Il ruolo dei volontari
Un lavoro quotidiano di condivisione, di ascolto, di accoglienza non solo materiale, impossibile senza l’impegno dei parrocchiani. Tra di loro ci sono Gianni Mameli, 71 anni e sua moglie Elena. “Mi occupo del coordinamento da 17 anni – spiega il volontario – quando la signora Maria una delle anime della Casa mi chiese se volessi dare una mano, io ho accettato”. “A queste famiglie – aggiunge Gianni – non serve solo un posto dove dormire, ma una parola, uno sguardo, un gesto di conforto. Il nostro motto è esserci sempre, per fare famiglia”.

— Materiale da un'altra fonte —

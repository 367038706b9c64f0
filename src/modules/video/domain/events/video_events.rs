/// Domain events for the Video aggregate
use chrono::{DateTime, Utc};
use serde::{Deserialize, Serialize};

use crate::shared::domain::DomainEvent;

/// An audio/video asset was stored and now waits for the encoder
#[derive(Debug, Clone, PartialEq, Eq, Serialize, Deserialize)]
#[serde(rename_all = "camelCase")]
pub struct VideoMediaCreated {
    /// Id of the media record, echoed back by the encoder
    pub resource_id: String,
    /// Raw location of the stored bytes
    pub file_path: String,
    pub occurred_on: DateTime<Utc>,
}

impl VideoMediaCreated {
    pub fn new(resource_id: impl Into<String>, file_path: impl Into<String>) -> Self {
        Self {
            resource_id: resource_id.into(),
            file_path: file_path.into(),
            occurred_on: Utc::now(),
        }
    }
}

impl DomainEvent for VideoMediaCreated {
    fn occurred_on(&self) -> DateTime<Utc> {
        self.occurred_on
    }

    fn event_type(&self) -> &'static str {
        "VideoMediaCreated"
    }
}
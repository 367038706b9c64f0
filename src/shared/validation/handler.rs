use super::notification::{Notification, ValidationError};
use crate::shared::errors::{AppError, AppResult};

/// Sink for validation failures.
///
/// Validators report through `append` and propagate its result with `?`:
/// an accumulating handler always returns `Ok`, so every check runs, while
/// a fail-fast handler returns `Err` on the first failure.
pub trait ValidationHandler {
    fn append(&mut self, error: ValidationError) -> AppResult<()>;

    fn errors(&self) -> &[ValidationError];

    fn append_all(&mut self, other: Notification) -> AppResult<()> {
        for error in other.into_errors() {
            self.append(error)?;
        }
        Ok(())
    }

    fn has_error(&self) -> bool {
        !self.errors().is_empty()
    }
}

/// Field checks for one aggregate type
pub trait Validator {
    fn validate(&self, handler: &mut dyn ValidationHandler) -> AppResult<()>;
}

/// Fails on the first appended error
#[derive(Debug, Default, Clone, Copy)]
pub struct ThrowsValidationHandler;

impl ValidationHandler for ThrowsValidationHandler {
    fn append(&mut self, error: ValidationError) -> AppResult<()> {
        Err(AppError::Notification {
            message: error.message.clone(),
            errors: vec![error],
        })
    }

    fn errors(&self) -> &[ValidationError] {
        &[]
    }
}
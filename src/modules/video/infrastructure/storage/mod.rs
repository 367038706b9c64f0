mod in_memory_storage;
mod local_storage;
mod media_resource_gateway;
mod storage_service;

pub use in_memory_storage::InMemoryStorageService;
pub use local_storage::LocalStorageService;
pub use media_resource_gateway::DefaultMediaResourceGateway;
pub use storage_service::StorageService;
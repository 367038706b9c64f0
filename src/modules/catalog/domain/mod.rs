pub mod gateways;
pub mod identifiers;

pub use gateways::{CastMemberGateway, CategoryGateway, GenreGateway};
pub use identifiers::{CastMemberId, CategoryId, GenreId};
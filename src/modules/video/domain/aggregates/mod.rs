pub mod video_aggregate;

pub use video_aggregate::*;
use async_trait::async_trait;
use std::sync::Arc;

use crate::modules::video::domain::{MediaResourceGateway, VideoGateway, VideoId};
use crate::shared::{application::use_case::UseCase, errors::AppResult, utils::logger::LogContext};

use super::command::DeleteVideoCommand;

/// Use case handler for deleting a video. Unknown ids are not an error.
pub struct DeleteVideoHandler {
    video_gateway: Arc<dyn VideoGateway>,
    media_resource_gateway: Arc<dyn MediaResourceGateway>,
}

impl DeleteVideoHandler {
    pub fn new(
        video_gateway: Arc<dyn VideoGateway>,
        media_resource_gateway: Arc<dyn MediaResourceGateway>,
    ) -> Self {
        Self {
            video_gateway,
            media_resource_gateway,
        }
    }
}

#[async_trait]
impl UseCase<DeleteVideoCommand, ()> for DeleteVideoHandler {
    async fn execute(&self, command: DeleteVideoCommand) -> AppResult<()> {
        let video_id = VideoId::from(command.id);

        self.video_gateway.delete_by_id(&video_id).await?;
        self.media_resource_gateway.clear_resources(&video_id).await?;

        LogContext::use_case("delete-video", video_id.value(), None);
        Ok(())
    }
}
use chrono::{DateTime, Utc};

/// Base trait for all domain events
///
/// Events are business-meaningful state changes recorded by an aggregate and
/// handed to the outside world after the aggregate has been persisted.
pub trait DomainEvent: Send + Sync {
    /// When the event occurred
    fn occurred_on(&self) -> DateTime<Utc>;

    /// Type of event (for serialization/routing)
    fn event_type(&self) -> &'static str;
}
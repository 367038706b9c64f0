use async_trait::async_trait;
use std::sync::Arc;

use crate::modules::video::domain::{VideoGateway, VideoId};
use crate::shared::{
    application::use_case::Query,
    errors::{AppError, AppResult},
};

use super::{query::GetVideoQuery, result::GetVideoResult};

/// Query handler for loading a video by id
pub struct GetVideoHandler {
    video_gateway: Arc<dyn VideoGateway>,
}

impl GetVideoHandler {
    pub fn new(video_gateway: Arc<dyn VideoGateway>) -> Self {
        Self { video_gateway }
    }
}

#[async_trait]
impl Query<GetVideoQuery, GetVideoResult> for GetVideoHandler {
    async fn execute(&self, query: GetVideoQuery) -> AppResult<GetVideoResult> {
        let id = VideoId::from(query.id);

        self.video_gateway
            .find_by_id(&id)
            .await?
            .map(|video| GetVideoResult::from(&video))
            .ok_or_else(|| AppError::not_found("Video", &id))
    }
}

L’accoglienza di un centinaio di famiglie all’anno, dall’Italia ma anche dall’estero è assicurata da una decina di volontari per cui la parola chiave è accompagnamento. “Cerchiamo di farlo nella maniera più discreta possibile – racconta Gianni – non sempre chi è nella Casa di Accoglienza ha voglia di parlare o di socializzare, a volte magari vogliono solo stare tra loro”. “Concretamente – aggiunge il volontario – si tratta di aspettare le famiglie all’arrivo, di accompagnarle al Gaslini e magari introdurle nell’ambiente e di star loro vicino durante la permanenza e assistendole anche per eventuali esigenze burocratiche o per gli imprevisti”. Tante cose da fare, ma una grande gioia quotidiana per Gianni. “Sembra banale – spiega – ma io più che donare sto ricevendo tanto. Riuscire ad accompagnare i miei fratelli più piccoli in momenti così delicati mi arricchisce e ti ripaga di quando qualcuno magari non si comporta come dovrebbe”. “Leggere i ringraziamenti delle famiglie che abbiamo ospitato – gli fa eco Elena – ci riempie d’orgoglio e ci fa commuovere.”
La scuola della fragilità
L’esperienza dell’accoglienza e del contatto con la sofferenza ha segnato anche il cammino umano e pastorale di don Stefano. “Come uomo e come sacerdote – spiega il parroco – l’impatto con la sofferenza dei bambini e anche con il lutto che deriva da alcune malattie che non si possono curare mi mette davanti alla necessità di imparare l’umiltà e riconoscere nella fragilità il percorso per riconoscere meglio Dio. Dalla comprensione di non poter fare tutto imparare a stare accanto alle persone anche nel silenzio”. “L’incontro con le famiglie che accogliamo – aggiunge – permette delle riflessioni e dei richiami a potenzialità tanto belle che la nostra umanità possiede. Gli esempi e le storie sono tanti. Una sera abbiamo saputo che era venuta a mancare una bambina accolta da noi. Mi ha colpito come ognuno di noi volesse essere vicino e presente. Oppure, prima dell’inaugurazione dei nuovi appartamenti nel 2021, c’erano tre donne accolte per tre casi differenti, di culture e di paesi diversi, che pur non parlando la stessa lingua si capivano, si accompagnavano e quando uno dei bambini è venuto a mancare, tutte l’hanno pianto. E poi hanno partecipato alla preparazione per l’apertura della casa”. “Queste esperienze sono educative anche per noi come comunità – conclude don Stefano Bisio – per non cedere all’idea che l’accoglienza sia solo un valore: è uno stato di vita e in quanto cristiani noi capiamo e doniamo accoglienza nella misura in cui ci facciamo accogliere da Gesù nella nostra fragilità e facciamo della nostra debolezza un’occasione per crescere in umiltà e per stare accanto alle persone”.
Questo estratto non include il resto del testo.